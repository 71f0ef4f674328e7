//! Core data types for pkgup.
//!
//! This crate defines the data the tool works on: installed dependency trees
//! as listed by the package manager, version ranges, the tree filter that
//! keeps only paths leading to an in-range copy of a package, the tree
//! renderer, user configuration, and the `package.json` subset the tool reads.
//!
//! This crate is free of process spawning and terminal interaction.

pub mod config;
pub mod filter;
pub mod manifest;
pub mod range;
pub mod render;
pub mod tree;
//! Answer validation shared by interactive prompts and command-line flags.
//!
//! Each validator returns the message shown to the user on failure.

use std::collections::BTreeSet;
use std::path::{Path, PathBuf};

use pkgup_core::manifest::PackageManifest;
use pkgup_core::range::VersionRange;

/// Check that `input` names an absolute directory holding a readable `package.json`.
pub fn validate_project_dir(input: &str) -> Result<PathBuf, String> {
    let value = input.trim();
    let path = Path::new(value);
    if value.is_empty() || !path.is_absolute() {
        return Err("You must provide an absolute directory.".to_string());
    }
    if !path.is_dir() {
        return Err("Invalid, directory not found.".to_string());
    }
    let manifest = path.join(PackageManifest::FILE_NAME);
    if !manifest.is_file() {
        return Err("Invalid, can't find package.json.".to_string());
    }
    if PackageManifest::from_path(&manifest).is_err() {
        return Err("Invalid, project package.json incorrect.".to_string());
    }
    Ok(path.to_path_buf())
}

/// Check that `input` is one of the installed packages.
pub fn validate_package_name(
    input: &str,
    installed: &BTreeSet<String>,
    dev: bool,
) -> Result<String, String> {
    let value = input.trim();
    if value.is_empty() {
        return Err("You must provide a package name.".to_string());
    }
    if value.contains("node_modules") {
        return Err("Invalid package name.".to_string());
    }
    if !installed.contains(value) {
        let scope = if dev {
            "dependencies or dev dependencies"
        } else {
            "dependencies"
        };
        return Err(format!("Package {value} not found in {scope}."));
    }
    Ok(value.to_string())
}

/// Check that `version` is one of the published versions of `package`.
pub fn validate_version(version: &str, versions: &[String], package: &str) -> Result<String, String> {
    let value = version.trim();
    if versions.iter().any(|v| v == value) {
        Ok(value.to_string())
    } else {
        Err(format!("Version {value} of package {package} is not published."))
    }
}

/// Published versions that can serve as the minimum for `target`: those
/// strictly lower than it, oldest first.
///
/// Fails when `target` is the oldest version, since no range would remain.
pub fn minimum_candidates(versions: &[String], target: &str) -> Result<Vec<String>, String> {
    let candidates: Vec<String> = versions
        .iter()
        .filter(|v| VersionRange::parse(v, target).is_ok_and(|r| !r.is_empty()))
        .cloned()
        .collect();
    if candidates.is_empty() {
        return Err(format!(
            "No published version is lower than {target}; choose a newer target version."
        ));
    }
    Ok(candidates)
}
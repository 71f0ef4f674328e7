//! Half-open version ranges: `>=minimum <target`.

use std::fmt;

use semver::{Comparator, Op, Version, VersionReq};

use pkgup_util::errors::PkgupError;

/// Parse a version as printed by npm, tolerating leading `=` and `v`
/// characters in any combination (`v1.2.3`, `=v1.2.3`).
pub fn parse_version(raw: &str) -> Option<Version> {
    Version::parse(raw.trim().trim_start_matches(['=', 'v'])).ok()
}

/// The versions a package may currently have and still be worth upgrading:
/// at least `minimum`, strictly below `target`.
///
/// Pre-release versions follow semver requirement rules: they only match
/// when one of the bounds is a pre-release of the same `major.minor.patch`.
#[derive(Debug, Clone, PartialEq, Eq)]
pub struct VersionRange {
    minimum: Version,
    target: Version,
    req: VersionReq,
}

impl VersionRange {
    pub fn new(minimum: Version, target: Version) -> Self {
        let req = VersionReq {
            comparators: vec![comparator(Op::GreaterEq, &minimum), comparator(Op::Less, &target)],
        };
        Self {
            minimum,
            target,
            req,
        }
    }

    /// Build a range from the version strings chosen by the user.
    pub fn parse(minimum: &str, target: &str) -> miette::Result<Self> {
        let min = parse_version(minimum).ok_or_else(|| PkgupError::Parse {
            message: format!("invalid minimum version '{minimum}'"),
        })?;
        let tgt = parse_version(target).ok_or_else(|| PkgupError::Parse {
            message: format!("invalid target version '{target}'"),
        })?;
        Ok(Self::new(min, tgt))
    }

    /// No version can satisfy the range.
    pub fn is_empty(&self) -> bool {
        self.minimum >= self.target
    }

    pub fn matches(&self, version: &Version) -> bool {
        self.req.matches(version)
    }

    /// Like [`matches`](Self::matches) for a raw version string; unparseable
    /// versions never match.
    pub fn contains(&self, version: &str) -> bool {
        parse_version(version).is_some_and(|v| self.matches(&v))
    }
}

fn comparator(op: Op, v: &Version) -> Comparator {
    Comparator {
        op,
        major: v.major,
        minor: Some(v.minor),
        patch: Some(v.patch),
        pre: v.pre.clone(),
    }
}

impl fmt::Display for VersionRange {
    fn fmt(&self, f: &mut fmt::Formatter<'_>) -> fmt::Result {
        write!(f, ">={} <{}", self.minimum, self.target)
    }
}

• • • • • • •

*Problem to solve*. Your answer should consist of the lines from the line with "pub fn parse_version(raw: &str)" to the line with "when one of" above, repeated exactly, both ends included.

*Expected answer*.
pub fn parse_version(raw: &str) -> Option<Version> {
    Version::parse(raw.trim().trim_start_matches(['=', 'v'])).ok()
}

/// The versions a package may currently have and still be worth upgrading:
/// at least `minimum`, strictly below `target`.
///
/// Pre-release versions follow semver requirement rules: they only match
/// when one of the bounds is a pre-release of the same `major.minor.patch`.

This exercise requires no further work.